_EXERCISE DESCRIPTION:_ The reply must consist of one number: how many lines of the data include the word "InferenceRequest".

(Stored dataset items)

=== Begin Enclosure ===

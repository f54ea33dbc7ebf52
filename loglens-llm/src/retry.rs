//! Bounded retries with pure exponential backoff around a single inference call.
//!
//! Attempt `k` (0-based) that fails is followed by a wait of
//! `base_delay * 2^k` before attempt `k + 1`. The final attempt's failure is
//! returned as [`InferenceError::RetriesExhausted`]. Waiting uses
//! `tokio::time::sleep`, so only the calling task is suspended.

use std::time::Duration;

use tracing::{debug, warn};

use crate::client::InferenceClient;
use crate::error::InferenceError;
use crate::types::{InferenceOutcome, InferenceRequest};

/// Default delay before the first retry.
pub const DEFAULT_BASE_DELAY: Duration = Duration::from_millis(1000);

/// Per-invocation retry bookkeeping. Lives only for one `invoke_with_retry` call.
#[derive(Debug, Clone)]
pub struct RetryState {
    /// Current attempt, 0-based.
    pub attempt: u32,
    /// Retries allowed after the first attempt.
    pub max_retries: u32,
    /// Failure from the most recent attempt.
    pub last_error: Option<InferenceError>,
}

impl RetryState {
    #[must_use]
    pub fn new(max_retries: u32) -> Self {
        Self {
            attempt: 0,
            max_retries,
            last_error: None,
        }
    }

    /// Whether the current attempt is the last one allowed.
    #[must_use]
    pub fn is_final_attempt(&self) -> bool {
        self.attempt >= self.max_retries
    }
}

/// Result of a retried invocation together with how many calls it took.
#[derive(Debug, Clone)]
pub struct TrackedOutcome {
    /// Success, or the exhausted-retries failure.
    pub outcome: InferenceOutcome,
    /// Calls made to the client (always at least 1).
    pub attempts: u32,
}

/// Calls an [`InferenceClient`] up to `max_retries + 1` times.
#[derive(Debug, Clone, Copy)]
pub struct RetryingInvoker {
    base_delay: Duration,
}

impl Default for RetryingInvoker {
    fn default() -> Self {
        Self::new(DEFAULT_BASE_DELAY)
    }
}

impl RetryingInvoker {
    #[must_use]
    pub fn new(base_delay: Duration) -> Self {
        Self { base_delay }
    }

    /// Delay before the retry that follows failed attempt `attempt`.
    #[must_use]
    pub fn backoff(&self, attempt: u32) -> Duration {
        let factor = 1u32.checked_shl(attempt).unwrap_or(u32::MAX);
        self.base_delay.saturating_mul(factor)
    }

    /// Invoke `client` with bounded retries.
    ///
    /// Returns the first success. After `max_retries + 1` failures returns
    /// [`InferenceError::RetriesExhausted`] carrying the attempt count, the
    /// last failure's kind and its message.
    pub async fn invoke_with_retry(
        &self,
        client: &dyn InferenceClient,
        request: &InferenceRequest,
        max_retries: u32,
    ) -> InferenceOutcome {
        self.invoke_tracked(client, request, max_retries).await.outcome
    }

    /// Like [`invoke_with_retry`](Self::invoke_with_retry), also reporting the
    /// number of calls made.
    pub async fn invoke_tracked(
        &self,
        client: &dyn InferenceClient,
        request: &InferenceRequest,
        max_retries: u32,
    ) -> TrackedOutcome {
        let mut state = RetryState::new(max_retries);

        loop {
            if state.attempt > 0 {
                debug!(
                    "Retrying inference call (attempt {}/{})",
                    state.attempt + 1,
                    max_retries + 1
                );
            }

            match client.invoke(request).await {
                Ok(response) => {
                    return TrackedOutcome {
                        outcome: Ok(response),
                        attempts: state.attempt + 1,
                    };
                }
                Err(err) => {
                    warn!(
                        attempt = state.attempt,
                        kind = %err.kind(),
                        error = %err,
                        "inference attempt failed"
                    );
                    state.last_error = Some(err);
                }
            }

            if state.is_final_attempt() {
                break;
            }

            let wait = self.backoff(state.attempt);
            debug!(wait_ms = wait.as_millis(), "backing off before retry");
            tokio::time::sleep(wait).await;
            state.attempt += 1;
        }

        let attempts = state.attempt + 1;
        let err = match state.last_error {
            Some(err) => InferenceError::RetriesExhausted {
                attempts,
                kind: err.kind(),
                last_error: err.to_string(),
            },
            None => InferenceError::Unavailable("no inference attempt was made".into()),
        };
        TrackedOutcome {
            outcome: Err(err),
            attempts,
        }
    }
}

#[cfg(test)]
mod tests {
    use super::*;
    use crate::error::ErrorKind;
    use crate::mock::ScriptedClient;
    use tokio::time::Instant;

    fn request() -> InferenceRequest {
        InferenceRequest::new("log line", "analyze")
    }

    #[test]
    fn backoff_doubles_from_base() {
        let invoker = RetryingInvoker::default();
        assert_eq!(invoker.backoff(0), Duration::from_millis(1000));
        assert_eq!(invoker.backoff(1), Duration::from_millis(2000));
        assert_eq!(invoker.backoff(2), Duration::from_millis(4000));
    }

    #[test]
    fn backoff_saturates_instead_of_overflowing() {
        let invoker = RetryingInvoker::new(Duration::from_secs(1));
        assert_eq!(invoker.backoff(40), Duration::from_secs(u64::from(u32::MAX)));
    }

    #[tokio::test(start_paused = true)]
    async fn zero_retries_is_one_attempt_without_wait() {
        let client = ScriptedClient::always_failing(InferenceError::Timeout(50));
        let start = Instant::now();

        let err = RetryingInvoker::default()
            .invoke_with_retry(&client, &request(), 0)
            .await
            .expect_err("should fail");

        assert_eq!(client.calls(), 1);
        assert_eq!(start.elapsed(), Duration::ZERO);
        assert_eq!(err.attempts(), 1);
        assert_eq!(err.kind(), ErrorKind::Timeout);
    }

    #[tokio::test(start_paused = true)]
    async fn always_failing_makes_n_plus_one_calls() {
        for n in 0..=4 {
            let client =
                ScriptedClient::always_failing(InferenceError::Provider("HTTP 503".into()));
            let err = RetryingInvoker::new(Duration::from_millis(10))
                .invoke_with_retry(&client, &request(), n)
                .await
                .expect_err("should fail");
            assert_eq!(client.calls(), n as usize + 1);
            assert_eq!(err.attempts(), n + 1);
            assert!(err.to_string().contains("HTTP 503"));
        }
    }

    #[tokio::test(start_paused = true)]
    async fn success_on_attempt_k_stops_retrying() {
        let client = ScriptedClient::failing_then_succeeding(
            2,
            InferenceError::Unavailable("connection refused".into()),
            "{}",
        );

        let response = RetryingInvoker::default()
            .invoke_with_retry(&client, &request(), 3)
            .await
            .expect("third attempt succeeds");

        assert_eq!(response.text, "{}");
        assert_eq!(client.calls(), 3);
    }

    #[tokio::test(start_paused = true)]
    async fn tracked_reports_attempts_on_success() {
        let client = ScriptedClient::failing_then_succeeding(1, InferenceError::Timeout(10), "{}");
        let tracked = RetryingInvoker::new(Duration::from_millis(1))
            .invoke_tracked(&client, &request(), 3)
            .await;
        assert!(tracked.outcome.is_ok());
        assert_eq!(tracked.attempts, 2);
    }

    #[tokio::test(start_paused = true)]
    async fn waits_grow_exponentially_between_calls() {
        let client = ScriptedClient::failing_then_succeeding(
            2,
            InferenceError::Timeout(100),
            "{}",
        );

        RetryingInvoker::default()
            .invoke_with_retry(&client, &request(), 3)
            .await
            .expect("third attempt succeeds");

        let gaps = client.gaps();
        assert_eq!(gaps, vec![Duration::from_millis(1000), Duration::from_millis(2000)]);
    }

    #[tokio::test(start_paused = true)]
    async fn worst_case_delay_is_geometric_sum() {
        let client = ScriptedClient::always_failing(InferenceError::Timeout(100));
        let start = Instant::now();

        let _ = RetryingInvoker::default()
            .invoke_with_retry(&client, &request(), 3)
            .await;

        assert_eq!(client.calls(), 4);
        assert_eq!(start.elapsed(), Duration::from_millis(1000 * (2u64.pow(3) - 1)));
    }

    #[tokio::test(start_paused = true)]
    async fn backoff_does_not_block_other_tasks() {
        let slow = ScriptedClient::always_failing(InferenceError::Timeout(100));
        let fast = ScriptedClient::succeeding("{}");

        let invoker = RetryingInvoker::default();
        let req = request();

        let retrying = invoker.invoke_with_retry(&slow, &req, 2);
        let single = async {
            let out = invoker.invoke_with_retry(&fast, &req, 0).await;
            (out, Instant::now())
        };
        let start = Instant::now();
        let (_, (out, finished_at)) = tokio::join!(retrying, single);

        assert!(out.is_ok());
        assert_eq!(finished_at - start, Duration::ZERO);
    }
}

=== End Enclosure ===

_SOLUTION:_ 5